Lighthouse on Fuerteventura, Spain

Punta La Entallada or La Entallada Lighthouse (Faro de La Entallada) is an active lighthouse on the Canary island of Fuerteventura. It is located on the east coast, near the village of Las Playitas in Tuineje.

== History ==
Completed in 1955, it was constructed by the architect Carlos Alcon who incorporated elements of Moorish architecture in a unique design. Contrasting masonry and white washed mortar has been used to produce a distinctive exterior facade. The coloured stone originating from the village of Tetir, in the centre of the island.

On the seaward face the lighthouse has three square towers, the tallest central tower supporting the lantern dome, which is made entirely of glass. On the landward side the building extends into two arms, with a central courtyard enclosed on three sides by an arched walkway.
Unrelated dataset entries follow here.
//! CLI for labeling one GitHub issue or pull request.
//!
//! Run `ai-labeler --help` for usage information. Every flag also reads the
//! matching GitHub Actions input from the environment.

// CLI binaries legitimately need println! for user output
#![allow(clippy::disallowed_macros)]

use std::ffi::OsString;
use std::path::{Path, PathBuf};
use std::process::ExitCode;

use anyhow::{Context, Result};
use clap::builder::Resettable;
use clap::{Arg, ArgAction, CommandFactory, FromArgMatches, Parser};
use labeler::ai::{ProviderRegistry, DEFAULT_MODEL_SPEC};
use labeler::context::{DEFAULT_MAX_CONTEXT_FILE_CHARS, DEFAULT_MAX_DIFF_CHARS};
use labeler::workflow::EXIT_RUN_FAILURE;
use labeler::{
    run_label_workflow, AssemblyLimits, ContextAssembler, DecisionEngine, EventTarget,
    FsContextSource, GitHubClient, LabelerConfig, LlmClassifier, RunOptions, RunReport,
    DEFAULT_CONFIG_PATH,
};
use tracing::{error, info};
use tracing_subscriber::{fmt, prelude::*, EnvFilter};

#[derive(Parser)]
#[command(name = "ai-labeler")]
#[command(about = "Label GitHub issues and pull requests with a language model")]
#[command(version)]
struct Cli {
    /// GitHub token with permission to manage labels
    #[arg(long, env = "INPUT_GITHUB-TOKEN", hide_env_values = true)]
    github_token: String,

    /// Repository in owner/repo format
    #[arg(long, env = "GITHUB_REPOSITORY")]
    repository: String,

    /// Issue or pull request number (read from the event payload when empty)
    #[arg(long, env = "INPUT_EVENT-NUMBER")]
    number: Option<String>,

    /// Path to the webhook event payload
    #[arg(long, env = "GITHUB_EVENT_PATH")]
    event_path: Option<PathBuf>,

    /// Labeler config file, relative to the workspace
    #[arg(long, env = "INPUT_CONFIG-PATH", default_value = DEFAULT_CONFIG_PATH)]
    config_path: PathBuf,

    /// Repository checkout used for config and context files
    #[arg(long, env = "GITHUB_WORKSPACE", default_value = ".")]
    workspace: PathBuf,

    /// Model as provider/model (e.g. anthropic/claude-3-5-haiku-latest)
    #[arg(long, env = "INPUT_MODEL", default_value = DEFAULT_MODEL_SPEC)]
    model: String,

    /// Decide and plan, but do not change any labels
    #[arg(long, env = "INPUT_DRY-RUN")]
    dry_run: bool,

    /// Cap on the pull request diff summary, in characters
    #[arg(long, env = "INPUT_MAX-DIFF-CHARS", default_value_t = DEFAULT_MAX_DIFF_CHARS)]
    max_diff_chars: usize,

    /// Cap on each context file, in characters
    #[arg(long, env = "INPUT_MAX-CONTEXT-FILE-CHARS", default_value_t = DEFAULT_MAX_CONTEXT_FILE_CHARS)]
    max_context_file_chars: usize,

    /// Include patch hunks in the diff summary
    #[arg(long, env = "INPUT_INCLUDE-PATCHES", default_value_t = true, action = ArgAction::Set)]
    include_patches: bool,

    /// GitHub API root (GitHub Enterprise)
    #[arg(long, env = "GITHUB_API_URL", default_value = labeler::github::GITHUB_API_URL)]
    api_url: String,

    /// Report format: text, json
    #[arg(short, long, default_value = "text")]
    format: OutputFormat,

    /// Log format: text, json
    #[arg(long, default_value = "text")]
    log_format: OutputFormat,

    /// Enable verbose logging
    #[arg(short, long)]
    verbose: bool,
}

#[derive(Clone, Copy, Default, clap::ValueEnum)]
enum OutputFormat {
    #[default]
    Text,
    Json,
}

impl Cli {
    /// Parse arguments, treating empty environment inputs as unset.
    fn try_parse_args<I, T>(args: I) -> Result<Self, clap::Error>
    where
        I: IntoIterator<Item = T>,
        T: Into<OsString> + Clone,
    {
        let matches = Self::command()
            .mut_args(ignore_empty_env)
            .try_get_matches_from(args)?;
        Self::from_arg_matches(&matches)
    }
}

/// Actions exports every declared input, so unset ones arrive as empty
/// strings. Dropping the env fallback lets the argument's default apply.
fn ignore_empty_env(arg: Arg) -> Arg {
    let empty = arg
        .get_env()
        .and_then(std::env::var_os)
        .is_some_and(|value| value.is_empty());
    if empty {
        arg.env(Resettable::Reset)
    } else {
        arg
    }
}

#[tokio::main]
async fn main() -> ExitCode {
    let cli = Cli::try_parse_args(std::env::args_os()).unwrap_or_else(|e| e.exit());
    init_tracing(cli.verbose, cli.log_format);

    match run(&cli).await {
        Ok(report) => {
            if let Err(e) = print_report(&report, cli.format) {
                error!("Failed to print report: {e:#}");
                return ExitCode::from(EXIT_RUN_FAILURE);
            }
            ExitCode::from(report.exit_code())
        }
        Err(e) => {
            error!("Labeling failed: {e:#}");
            eprintln!("Error: {e:#}");
            ExitCode::from(EXIT_RUN_FAILURE)
        }
    }
}

fn init_tracing(verbose: bool, format: OutputFormat) {
    let filter = EnvFilter::try_from_default_env().unwrap_or_else(|_| {
        if verbose {
            EnvFilter::new("debug")
        } else {
            EnvFilter::new("info")
        }
    });

    let (text, json) = match format {
        OutputFormat::Text => (
            Some(fmt::layer().with_target(false).with_writer(std::io::stderr)),
            None,
        ),
        OutputFormat::Json => (None, Some(fmt::layer().json().with_writer(std::io::stderr))),
    };

    tracing_subscriber::registry()
        .with(text)
        .with(json)
        .with(filter)
        .init();
}

async fn run(cli: &Cli) -> Result<RunReport> {
    let number = parse_number(cli.number.as_deref())?;
    let target = EventTarget::resolve(&cli.repository, number, cli.event_path.as_deref())
        .context("Failed to resolve which issue or pull request to label")?;

    let config_path = resolve_in_workspace(&cli.workspace, &cli.config_path);
    let config = LabelerConfig::load(&config_path)
        .with_context(|| format!("Failed to load config from {}", config_path.display()))?;

    let model = non_empty(&cli.model).unwrap_or(DEFAULT_MODEL_SPEC);
    let (provider, model) = ProviderRegistry::with_defaults()
        .resolve(model)
        .context("Failed to select model provider")?;
    info!(provider = provider.name(), model = %model, "Using model");

    let github = GitHubClient::new(
        &cli.github_token,
        &target.repository.owner,
        &target.repository.name,
    )?
    .with_base_url(&cli.api_url)?;

    let limits = AssemblyLimits {
        max_diff_chars: cli.max_diff_chars,
        max_context_file_chars: cli.max_context_file_chars,
        include_patches: cli.include_patches,
    };
    let assembler = ContextAssembler::new(FsContextSource::new(&cli.workspace), limits);
    let engine = DecisionEngine::new(LlmClassifier::new(provider, model));

    let options = RunOptions {
        repository: target.repository.to_string(),
        number: target.number,
        dry_run: cli.dry_run,
    };

    let report = run_label_workflow(&config, &options, &github, &github, &assembler, &engine)
        .await
        .with_context(|| format!("Failed to label {}#{}", options.repository, options.number))?;
    Ok(report)
}

fn print_report(report: &RunReport, format: OutputFormat) -> Result<()> {
    match format {
        OutputFormat::Text => print!("{report}"),
        OutputFormat::Json => println!("{}", serde_json::to_string_pretty(report)?),
    }
    Ok(())
}

/// Actions passes unset inputs as empty strings.
fn non_empty(value: &str) -> Option<&str> {
    let value = value.trim();
    (!value.is_empty()).then_some(value)
}

fn parse_number(value: Option<&str>) -> Result<Option<u64>> {
    value
        .and_then(non_empty)
        .map(|n| {
            n.trim_start_matches('#')
                .parse::<u64>()
                .with_context(|| format!("Invalid issue/PR number '{n}'"))
        })
        .transpose()
}

fn resolve_in_workspace(workspace: &Path, path: &Path) -> PathBuf {
    if path.as_os_str().is_empty() {
        workspace.join(DEFAULT_CONFIG_PATH)
    } else if path.is_absolute() {
        path.to_path_buf()
    } else {
        workspace.join(path)
    }
}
Situated on high cliffs provides a focal height of 196 m above the sea; the third highest in the Canaries. Its light can be seen for 21 nautical miles, and consists of three flashes of white light every eighteen seconds.

The prominent location means that it is now promoted as a point of interest for tourists, with a viewpoint and car park. The lighthouse is considered to be the closest point in the Canaries to Africa, 100 km to the east.

As well as acting as a maritime light, it has also been used historically as an aerial beacon. Aircraft from Gando airfield were directed towards the Spanish Sahara by the lighthouse, including those used in the Ifni conflict.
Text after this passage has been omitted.